Trifle!! The remainder was more than I had ever spent for clothes before in a year. It never occurred to me that I could countermand the order. I felt that I was helpless and in the hands of the Philistines. I gave them my address, fully determined to get back to the hotel and smuggle Edgar off before the next morning, before the "trifle" could be asked for.

I kept saying all the way:—"We are just married. We are just married. Men always forgive things when they are just married!" I said it over and over.

When we stopped at the hotel entrance some one opened the door at once. It was Edgar. He was smiling and helping me out, and saying that he had been smoking and waiting for me. I prayed that I might sink right down through the coal-hole in the sidewalk.

I did not speak, and Edgar said, anxiously:—"Your shopping has been too much for you, dear. You look pale and tired out!" I thought of that trifling balance, and nearly staggered. I said, "No, oh no!" and got into our rooms in some way.

To think that I, Helen Braine, who never possessed more than three gowns at once, the wife of a man who had had to wear coats with frayed edges, should have spent a small fortune in two hours, and that there was still a "balance"! And it had yet to be told of! That was the worst. I expected to hear him say every minute:

"By the way, my dear, I made a little mistake this morning, and gave you the wrong amount of money. I knew you would understand it."

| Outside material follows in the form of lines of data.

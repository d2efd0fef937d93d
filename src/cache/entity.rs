//! Cache Entity Module
//!
//! Pairs a stored value with its optional expiry and decides liveness at read time.

use std::time::{SystemTime, UNIX_EPOCH};

use chrono::{DateTime, Utc};
use serde::{Deserialize, Serialize};

use crate::cache::Value;

// == Cache Entity ==
/// A stored value together with its absolute expiry.
///
/// This is also the layout persisted by `PersistentCache`.
#[derive(Debug, Clone, PartialEq, Serialize, Deserialize)]
pub struct CacheEntity {
    /// The stored value
    pub value: Value,
    /// Expiration timestamp (Unix milliseconds), None = no expiration
    pub expires_at: Option<i64>,
}

impl CacheEntity {
    // == Is Expired ==
    /// Checks whether the entity is expired at `now_ms`.
    ///
    /// Boundary condition: an entity expiring exactly at `now_ms` is still
    /// live; it is expired only once the clock has moved past it.
    pub fn is_expired_at(&self, now_ms: i64) -> bool {
        match self.expires_at {
            Some(expires) => expires < now_ms,
            None => false,
        }
    }

    /// Checks whether the entity is expired right now.
    pub fn is_expired(&self) -> bool {
        self.is_expired_at(current_timestamp_ms())
    }

    // == Time To Live ==
    /// Returns remaining TTL in milliseconds, or None if no expiration is set.
    ///
    /// # Returns
    /// - `Some(0)` if the entity has expired
    /// - `Some(remaining_ms)` if the entity has an expiry in the future
    /// - `None` if the entity never expires
    pub fn ttl_remaining_ms(&self) -> Option<u64> {
        self.expires_at.map(|expires| {
            let now = current_timestamp_ms();
            u64::try_from(expires - now).unwrap_or(0)
        })
    }
}

// == Pack ==
/// Wraps `value` with an optional absolute expiry.
pub fn pack_entity(value: Value, expires_at: Option<DateTime<Utc>>) -> CacheEntity {
    CacheEntity {
        value,
        expires_at: expires_at.map(|at| at.timestamp_millis()),
    }
}

// == Extract ==
/// Returns the live value held by `entity`, judged against the wall clock.
pub fn extract_entity(entity: Option<&CacheEntity>) -> Option<&Value> {
    extract_entity_at(entity, current_timestamp_ms())
}

/// Returns the live value held by `entity`, judged against `now_ms`.
///
/// Absent and expired entities both yield `None`. Nothing is removed here;
/// an expired entity stays wherever it is stored until overwritten or deleted.
pub fn extract_entity_at(entity: Option<&CacheEntity>, now_ms: i64) -> Option<&Value> {
    let entity = entity?;
    if entity.is_expired_at(now_ms) {
        None
    } else {
        Some(&entity.value)
    }
}

// == Utility Functions ==
/// Returns current Unix timestamp in milliseconds.
pub fn current_timestamp_ms() -> i64 {
    match SystemTime::now().duration_since(UNIX_EPOCH) {
        Ok(elapsed) => i64::try_from(elapsed.as_millis()).unwrap_or(i64::MAX),
        Err(before_epoch) => {
            -i64::try_from(before_epoch.duration().as_millis()).unwrap_or(i64::MAX)
        }
    }
}
//! Value Cache - a key-value cache that stores values, not references
//!
//! Provides an in-memory and a persistent backend sharing one store contract,
//! with lazy TTL expiry and deep-copy value isolation.

pub mod api;
pub mod cache;
pub mod config;
pub mod error;
pub mod models;

pub use api::AppState;
pub use cache::{CacheStore, CacheStoreExt, MemoryCache, PersistentCache, Value};
pub use config::{BackendKind, Config};
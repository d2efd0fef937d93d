//! Integration Tests for the cache backends
//!
//! Exercises both backends through the public store contract.

use std::sync::Arc;

use chrono::{DateTime, Duration, Utc};
use serde::{Deserialize, Serialize};
use value_cache::cache::{
    deep_copy, CacheStore, CacheStoreExt, FileBackend, MemoryCache, PersistentCache,
    ResourceHandle, Value, VolatileBackend,
};
use value_cache::error::CacheError;

// == Helper Types ==

#[derive(Debug, Clone, PartialEq, Serialize, Deserialize)]
struct Dummy {
    n: i64,
    s: String,
    d: DateTime<Utc>,
    a: Vec<serde_json::Value>,
    #[serde(rename = "_b")]
    b: i64,
}

impl Dummy {
    fn new(n: i64, s: &str, d: DateTime<Utc>, a: Vec<serde_json::Value>) -> Self {
        Self {
            n,
            s: s.to_string(),
            d,
            a,
            b: 0,
        }
    }

    fn set_b(&mut self, b: i64) {
        self.b = b;
    }

    fn get_b(&self) -> i64 {
        self.b
    }
}

fn dummy_record(date: DateTime<Utc>) -> Value {
    Value::record(
        "Dummy",
        [
            ("n", Value::from(1)),
            ("s", Value::from("2")),
            ("d", Value::from(date)),
            ("a", Value::from(vec![Value::from(1), Value::from("2")])),
            ("_b", Value::from(11)),
        ],
    )
}

fn sequence_len(value: Option<&Value>) -> usize {
    match value {
        Some(Value::Sequence(items)) => items.len(),
        _ => 0,
    }
}

// == Round Trip Scenario ==

#[tokio::test]
async fn test_modify_record_after_set() {
    let cache = MemoryCache::global();
    let date = Utc::now();
    let mut original = dummy_record(date);

    cache.set("obj1", original.clone(), None).await.unwrap();

    *original.field_mut("_b").unwrap() = Value::from(22);
    *original.field_mut("n").unwrap() = Value::from(101);
    *original.field_mut("a").unwrap() = Value::Sequence(Vec::new());
    *original.field_mut("s").unwrap() = Value::from("");
    *original.field_mut("d").unwrap() = Value::from(Utc::now() + Duration::seconds(5));

    let stored = cache.get("obj1", false).await.unwrap().unwrap();
    assert_eq!(stored.field("n"), Some(&Value::from(1)));
    assert_eq!(stored.field("s"), Some(&Value::from("2")));
    assert_eq!(stored.field("d"), Some(&Value::from(date)));
    assert_eq!(sequence_len(stored.field("a")), 2);
    assert_eq!(stored.field("_b"), Some(&Value::from(11)));
    assert!(matches!(stored, Value::Record { ref type_name, .. } if type_name == "Dummy"));
}

#[tokio::test]
async fn test_modify_record_after_get() {
    let cache = MemoryCache::global();
    let date = Utc::now();
    cache.set("obj2", dummy_record(date), None).await.unwrap();

    let mut fetched = cache.get("obj2", false).await.unwrap().unwrap();
    *fetched.field_mut("_b").unwrap() = Value::from(22);
    *fetched.field_mut("n").unwrap() = Value::from(101);
    *fetched.field_mut("a").unwrap() = Value::Sequence(Vec::new());
    *fetched.field_mut("s").unwrap() = Value::from("");
    *fetched.field_mut("d").unwrap() = Value::from(Utc::now() + Duration::seconds(5));

    let again = cache.get("obj2", false).await.unwrap().unwrap();
    assert_eq!(again, dummy_record(date));
}

#[tokio::test]
async fn test_typed_round_trip() {
    let cache = MemoryCache::new();
    let date = Utc::now();
    let mut d = Dummy::new(1, "2", date, vec![1.into(), "2".into()]);
    d.set_b(11);

    cache.set_typed("typed", &d, None).await.unwrap();

    d.set_b(22);
    d.n = 101;
    d.a.clear();

    let d2: Dummy = cache.get_typed("typed", false).await.unwrap().unwrap();
    assert_eq!(d2.n, 1);
    assert_eq!(d2.s, "2");
    assert_eq!(d2.d, date);
    assert_eq!(d2.a.len(), 2);
    assert_eq!(d2.get_b(), 11);
}

#[tokio::test]
async fn test_typed_decode_mismatch_is_invalid_value() {
    let cache = MemoryCache::new();
    cache.set("n", Value::from("not a struct"), None).await.unwrap();

    let result = cache.get_typed::<Dummy>("n", false).await;
    assert!(matches!(result, Err(CacheError::InvalidValue(_))));
}

// == Expiry ==

#[tokio::test]
async fn test_expiry_on_both_backends() {
    let memory = MemoryCache::new();
    let persistent = PersistentCache::new(VolatileBackend::new());
    let stores: [&dyn CacheStore; 2] = [&memory, &persistent];

    for store in stores {
        let soon = Utc::now() + Duration::milliseconds(200);
        store.set("short", Value::from("v"), Some(soon)).await.unwrap();
        store.set("forever", Value::from("v"), None).await.unwrap();

        assert_eq!(store.get("short", false).await.unwrap(), Some(Value::from("v")));

        tokio::time::sleep(std::time::Duration::from_millis(300)).await;

        assert_eq!(store.get("short", false).await.unwrap(), None, "{}", store.name());
        assert_eq!(store.get("forever", false).await.unwrap(), Some(Value::from("v")));
    }
}

// == Persistence ==

#[tokio::test]
async fn test_file_backend_survives_reopen() {
    let dir = tempfile::tempdir().unwrap();
    let date = Utc::now();

    {
        let cache = PersistentCache::new(FileBackend::open(dir.path()).await.unwrap());
        cache.set("record", dummy_record(date), None).await.unwrap();
        cache
            .set("gone", Value::from(1), Some(Utc::now() - Duration::seconds(1)))
            .await
            .unwrap();
    }

    let cache = PersistentCache::new(FileBackend::open(dir.path()).await.unwrap());
    assert_eq!(cache.get("record", false).await.unwrap(), Some(dummy_record(date)));
    assert_eq!(cache.get("gone", false).await.unwrap(), None);

    cache.remove("record").await.unwrap();
    assert_eq!(cache.get("record", false).await.unwrap(), None);
}

#[tokio::test]
async fn test_persistent_read_isolation() {
    let cache = PersistentCache::new(VolatileBackend::new());
    cache.set("obj", dummy_record(Utc::now()), None).await.unwrap();

    let mut first = cache.get("obj", false).await.unwrap().unwrap();
    *first.field_mut("_b").unwrap() = Value::from(22);

    let second = cache.get("obj", false).await.unwrap().unwrap();
    assert_eq!(second.field("_b"), Some(&Value::from(11)));
}

// == Error Cases ==

#[tokio::test]
async fn test_unsupported_type() {
    let handle = Value::Handle(ResourceHandle::new("callback", |x: i32| x + 1));

    assert!(matches!(deep_copy(&handle), Err(CacheError::UnsupportedType(_))));
    assert!(matches!(
        MemoryCache::new().set("fn", handle.clone(), None).await,
        Err(CacheError::UnsupportedType(_))
    ));
    assert!(matches!(
        PersistentCache::new(VolatileBackend::new())
            .set("fn", handle, None)
            .await,
        Err(CacheError::InvalidValue(_))
    ));
}

#[tokio::test]
async fn test_empty_key_on_persistent_cache() {
    let cache = PersistentCache::new(VolatileBackend::new());

    assert!(matches!(cache.set("", Value::Null, None).await, Err(CacheError::InvalidKey(_))));
    assert!(matches!(cache.get("", false).await, Err(CacheError::InvalidKey(_))));
    assert!(matches!(cache.remove("").await, Err(CacheError::InvalidKey(_))));
    assert!(cache.backend().keys().await.is_empty());
}

// == Concurrency ==

#[tokio::test(flavor = "multi_thread", worker_threads = 4)]
async fn test_concurrent_writers_last_one_wins() {
    let cache = Arc::new(MemoryCache::new());

    let writers: Vec<_> = (0..32)
        .map(|i| {
            let cache = Arc::clone(&cache);
            tokio::spawn(async move { cache.set("slot", Value::from(i), None).await })
        })
        .collect();
    for writer in writers {
        writer.await.unwrap().unwrap();
    }

    assert_eq!(cache.len().await, 1);
    match cache.get("slot", false).await.unwrap() {
        Some(Value::Integer(n)) => assert!((0..32).contains(&n)),
        other => panic!("unexpected slot content: {other:?}"),
    }
}

async fn count_remove_after_winners(cache: Arc<dyn CacheStore>) -> usize {
    cache.set("token", Value::from("t"), None).await.unwrap();

    let readers: Vec<_> = (0..16)
        .map(|_| {
            let cache = Arc::clone(&cache);
            tokio::spawn(async move { cache.get("token", true).await })
        })
        .collect();

    let mut winners = 0;
    for reader in readers {
        if reader.await.unwrap().unwrap().is_some() {
            winners += 1;
        }
    }
    winners
}

#[tokio::test(flavor = "multi_thread", worker_threads = 4)]
async fn test_remove_after_hands_value_to_one_reader() {
    let cache = Arc::new(MemoryCache::new());

    assert_eq!(count_remove_after_winners(cache.clone()).await, 1);
    assert!(cache.is_empty().await);
}

#[tokio::test(flavor = "multi_thread", worker_threads = 4)]
async fn test_persistent_remove_after_hands_value_to_one_reader() {
    let cache = Arc::new(PersistentCache::new(VolatileBackend::new()));

    assert_eq!(count_remove_after_winners(cache.clone()).await, 1);
    assert!(cache.backend().keys().await.is_empty());
}

#[tokio::test(flavor = "multi_thread", worker_threads = 4)]
async fn test_file_remove_after_hands_value_to_one_reader() {
    let dir = tempfile::tempdir().unwrap();
    let cache = Arc::new(PersistentCache::new(FileBackend::open(dir.path()).await.unwrap()));

    assert_eq!(count_remove_after_winners(cache.clone()).await, 1);
    assert_eq!(std::fs::read_dir(dir.path()).unwrap().count(), 0);
}

// == Long Keys ==

#[tokio::test]
async fn test_long_key_on_file_backend() {
    let dir = tempfile::tempdir().unwrap();
    let cache = PersistentCache::new(FileBackend::open(dir.path()).await.unwrap());
    let key = "k".repeat(130);

    cache.set(&key, Value::from(1), None).await.unwrap();
    cache.set(&"k".repeat(131), Value::from(2), None).await.unwrap();

    assert_eq!(cache.get(&key, false).await.unwrap(), Some(Value::from(1)));
    assert_eq!(cache.get(&key, true).await.unwrap(), Some(Value::from(1)));
    assert_eq!(cache.get(&key, false).await.unwrap(), None);
    assert_eq!(
        cache.get(&"k".repeat(131), false).await.unwrap(),
        Some(Value::from(2))
    );
}
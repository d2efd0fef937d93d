//! Request and Response models for the cache server API
//!
//! This module defines the DTOs (Data Transfer Objects) used for
//! serializing/deserializing HTTP request and response bodies.

pub mod requests;
pub mod responses;

// Re-export commonly used types
pub use requests::{GetQuery, SetRequest};
pub use responses::{DeleteResponse, ErrorResponse, GetResponse, HealthResponse, SetResponse};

Well, when we were inside our rooms, with the door shut, I leaned up against the wall. Edgar saw there was something terrible the matter, and he looked quite pale and said: "What is it?"

I was waiting for him to say: "You haven't spent all the money!" and kept thinking to myself very hard—"Men always forgive things when they are just married."

Finally, I said, "Edgar, how much money have you?" And then he stared at me. He laughed, and said: "How mercenary shopping expeditions do make women!"